Take the records below and retype them line by line, from the first line through the one containing "This library resolves"; stop there.

DATA EXTRACTS Start Marker

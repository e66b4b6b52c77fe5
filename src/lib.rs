//! `tripcast` - weather forecasts, year-over-year comparisons and trip maps
//!
//! This library resolves locations, requests forecasts from Open-Meteo,
//! assembles them into chartable series or per-stop trip records, and
//! renders charts and maps.

pub mod cli;
pub mod config;
pub mod dataset;
pub mod error;
pub mod flows;
pub mod forecast;
pub mod geocoding;
pub mod http;
pub mod logging;
pub mod menu;
pub mod models;
pub mod render;
pub mod trip;

// Re-export core types for public API
pub use config::TripcastConfig;
pub use error::{FetchError, TripcastError};
pub use flows::{App, AssumeYes, Confirmation, Outcome};
pub use forecast::ForecastRequest;
pub use geocoding::Geocoder;
pub use http::{HttpClient, JsonFetcher};
pub use models::{Coordinate, DetailedForecastRecord, EnrichedTripTable, ForecastSeries, TripTable};
pub use trip::TripPipeline;

/// Library version
pub const VERSION: &str = env!("CARGO_PKG_VERSION");

/// Core result type used throughout the library
pub type Result<T> = std::result::Result<T, TripcastError>;

#[cfg(test)]
mod tests {
    use super::*;

    #[test]
    fn test_version_is_set() {
        assert!(!VERSION.is_empty());
    }
}
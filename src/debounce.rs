//! Query gate - bookkeeping for the debounce and dedupe stages
//!
//! The timer itself is a keyed debounce task owned by the runtime. The gate
//! hands out a generation for every scheduled query and only releases the
//! value whose generation is still the latest one, so the trailing value of a
//! quiet window is the only one that ever reaches the search flow.

use std::time::Duration;

use schemars::JsonSchema;
use serde::{Deserialize, Serialize};

/// Default quiet period before a query is released.
pub const QUIET_WINDOW: Duration = Duration::from_millis(600);

/// Task key shared by every pending query timer.
pub const DEBOUNCE_TASK: &str = "query_debounce";

#[derive(Clone, Debug, Default, PartialEq, Serialize, Deserialize, JsonSchema)]
#[serde(default)]
pub struct QueryGate {
    generation: u64,
    search_seq: u64,
    last_released: Option<String>,
}

impl QueryGate {
    /// Register an accepted query; returns the generation to tag its timer with.
    pub fn schedule(&mut self) -> u64 {
        self.generation += 1;
        self.generation
    }

    /// Timer expiry. Returns the query to search for, or `None` when the timer
    /// was superseded or the value repeats the last released one and
    /// repeating is not allowed.
    pub fn release(&mut self, generation: u64, query: String, can_repeat: bool) -> Option<String> {
        if generation != self.generation {
            return None;
        }
        if self.last_released.as_deref() == Some(query.as_str()) && !can_repeat {
            return None;
        }
        self.last_released = Some(query.clone());
        Some(query)
    }

    /// Sequence number for a search about to be issued.
    pub fn issue_search(&mut self) -> u64 {
        self.search_seq += 1;
        self.search_seq
    }

    pub fn is_current_search(&self, seq: u64) -> bool {
        seq == self.search_seq
    }

    /// Responses to searches issued so far will be discarded.
    pub fn invalidate_searches(&mut self) {
        self.search_seq += 1;
    }

    /// Gate for a new open cycle: pending timers and in-flight searches of
    /// the previous cycle become stale and the dedupe memory starts empty.
    pub fn carried_over(self) -> Self {
        Self {
            generation: self.generation + 1,
            search_seq: self.search_seq + 1,
            last_released: None,
        }
    }

    pub fn last_released(&self) -> Option<&str> {
        self.last_released.as_deref()
    }
}
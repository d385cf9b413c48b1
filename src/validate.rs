//! Query validation, re-evaluated on every input change

pub const MIN_QUERY_LEN: usize = 3;
pub const TOO_SHORT_MESSAGE: &str = "Search must be at least 3 characters long.";

/// Outcome of checking raw input text
#[derive(Clone, Copy, Debug, PartialEq, Eq)]
pub enum QueryCheck {
    /// Field was emptied; the panel should be cleared
    Empty,
    /// Too short to search; carries the message to show
    TooShort(&'static str),
    Accepted,
}

/// Length is counted in characters, not bytes.
pub fn validate_query(raw: &str) -> QueryCheck {
    match raw.chars().count() {
        0 => QueryCheck::Empty,
        n if n < MIN_QUERY_LEN => QueryCheck::TooShort(TOO_SHORT_MESSAGE),
        _ => QueryCheck::Accepted,
    }
}

#[cfg(test)]
mod tests {
    use super::*;

    #[test]
    fn empty_input_clears() {
        assert_eq!(validate_query(""), QueryCheck::Empty);
    }

    #[test]
    fn one_or_two_chars_are_too_short() {
        assert_eq!(validate_query("P"), QueryCheck::TooShort(TOO_SHORT_MESSAGE));
        assert_eq!(validate_query("Pa"), QueryCheck::TooShort(TOO_SHORT_MESSAGE));
    }

    #[test]
    fn three_chars_are_accepted() {
        assert_eq!(validate_query("Par"), QueryCheck::Accepted);
        assert_eq!(validate_query("Paris"), QueryCheck::Accepted);
    }

    #[test]
    fn counts_characters_not_bytes() {
        assert_eq!(validate_query("Åö"), QueryCheck::TooShort(TOO_SHORT_MESSAGE));
        assert_eq!(validate_query("Łód"), QueryCheck::Accepted);
    }
}
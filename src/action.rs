//! Actions: user intents, timer expiries and async results

use schemars::JsonSchema;
use serde::{Deserialize, Serialize};

use crate::state::City;

/// Application actions with automatic category inference
#[derive(tui_dispatch::Action, Clone, Debug, PartialEq, Serialize, Deserialize, JsonSchema)]
#[action(infer_categories)]
pub enum Action {
    // ===== Panel category =====
    /// Open the add-city overlay
    PanelOpen,

    /// Back-navigation: hide the overlay without touching its fields
    PanelDismiss,

    /// Interaction outside the overlay bounds: clear the panel
    PanelOutsideClick,

    // ===== Query category =====
    /// Raw text of the query field changed
    QueryInput(String),

    /// Quiet window elapsed for the query scheduled under `generation`
    QueryReady { generation: u64, query: String },

    // ===== Search category =====
    /// Result: search issued under `seq` returned cities
    SearchDidLoad { seq: u64, cities: Vec<City> },

    /// Result: search issued under `seq` failed
    SearchDidError { seq: u64, error: String },

    // ===== Result category =====
    /// Highlight a result in the list (by index)
    ResultSelect(usize),

    /// Add the highlighted result
    ResultConfirm,

    // ===== City category =====
    /// Register a city with the user's collection
    CityAdd(City),

    /// Result: registration confirmed
    CityAddDidSucceed(City),

    /// Result: registration failed for the requested city
    CityAddDidFail {
        city: City,
        already_present: bool,
        error: String,
    },

    // ===== Collection category =====
    /// The collection sink received a confirmed city
    CollectionDidChange(City),

    /// Force a re-render (for cursor movement, etc.)
    Render,

    // ===== Uncategorized (global) =====
    /// Periodic tick for spinner and message flash
    Tick,

    /// Exit the application
    Quit,
}
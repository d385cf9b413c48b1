//! HTTP clients: Open-Meteo geocoding search and a remote city registry

use async_trait::async_trait;
use serde::{Deserialize, Serialize};

use crate::client::{CityRegistry, CitySearch, RegistrationError, SearchError};
use crate::state::City;

pub const OPEN_METEO_GEOCODING: &str = "https://geocoding-api.open-meteo.com";

// ============================================================================
// Geocoding API
// ============================================================================

/// Geocoding API response from Open-Meteo
#[derive(Debug, Deserialize)]
struct GeocodingResponse {
    results: Option<Vec<GeocodingResult>>,
}

#[derive(Debug, Deserialize)]
struct GeocodingResult {
    name: String,
    latitude: f64,
    longitude: f64,
    country: Option<String>,
}

impl From<GeocodingResult> for City {
    fn from(result: GeocodingResult) -> Self {
        City {
            name: result.name,
            country: result.country,
            lat: result.latitude,
            lon: result.longitude,
        }
    }
}

fn cities_from_response(data: GeocodingResponse) -> Vec<City> {
    data.results
        .unwrap_or_default()
        .into_iter()
        .map(City::from)
        .collect()
}

pub struct OpenMeteoSearch {
    client: reqwest::Client,
    base_url: String,
}

impl OpenMeteoSearch {
    pub fn new(base_url: impl Into<String>) -> Self {
        Self {
            client: reqwest::Client::new(),
            base_url: base_url.into(),
        }
    }
}

#[async_trait]
impl CitySearch for OpenMeteoSearch {
    async fn search(&self, query: &str) -> Result<Vec<City>, SearchError> {
        let url = format!(
            "{}/v1/search?name={}&count=10&language=en",
            self.base_url.trim_end_matches('/'),
            urlencoding::encode(query.trim())
        );

        let response = self.client.get(&url).send().await?;
        if !response.status().is_success() {
            return Err(SearchError::Status(response.status()));
        }
        let data: GeocodingResponse = response.json().await?;
        Ok(cities_from_response(data))
    }
}

// ============================================================================
// Registry API
// ============================================================================

#[derive(Debug, Deserialize)]
struct AddCityResponse {
    city: City,
}

#[derive(Debug, Default, Deserialize)]
#[serde(rename_all = "camelCase")]
struct AddCityFailure {
    #[serde(default)]
    has_city_already: bool,
}

#[derive(Serialize)]
struct AddCityRequest<'a> {
    city: &'a City,
}

/// Registry service reached over HTTP: `POST {base}/cities`
pub struct HttpRegistry {
    client: reqwest::Client,
    base_url: String,
}

impl HttpRegistry {
    pub fn new(base_url: impl Into<String>) -> Self {
        Self {
            client: reqwest::Client::new(),
            base_url: base_url.into(),
        }
    }
}

/// Map a non-success registry answer to an error; bodies that do not parse
/// count as a plain rejection.
fn registration_failure(city: &City, status: u16, body: &str) -> RegistrationError {
    let failure: AddCityFailure = serde_json::from_str(body).unwrap_or_default();
    if failure.has_city_already {
        RegistrationError::AlreadyPresent(city.name.clone())
    } else {
        RegistrationError::Rejected { status }
    }
}

#[async_trait]
impl CityRegistry for HttpRegistry {
    async fn add(&self, city: &City) -> Result<City, RegistrationError> {
        let url = format!("{}/cities", self.base_url.trim_end_matches('/'));
        let response = self
            .client
            .post(url)
            .json(&AddCityRequest { city })
            .send()
            .await?;

        let status = response.status();
        if !status.is_success() {
            let body = response.text().await.unwrap_or_default();
            return Err(registration_failure(city, status.as_u16(), &body));
        }

        let data: AddCityResponse = response.json().await?;
        Ok(data.city)
    }
}
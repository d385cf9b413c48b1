//! City board - track cities, add them through a debounced search overlay
//!
//! This library exposes the application's modules for testing.

pub mod action;
pub mod api;
pub mod client;
pub mod components;
pub mod debounce;
pub mod effect;
pub mod logging;
pub mod reducer;
pub mod state;
pub mod validate;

DATA EXTRACTS End Marker

SOLUTION TO THIS EXERCISE.
repository e66b4b6b52c77fe5
filename src/lib.rs
//! `tripcast` - weather forecasts, year-over-year comparisons and trip maps
//!
//! This library resolves locations, requests forecasts from Open-Meteo,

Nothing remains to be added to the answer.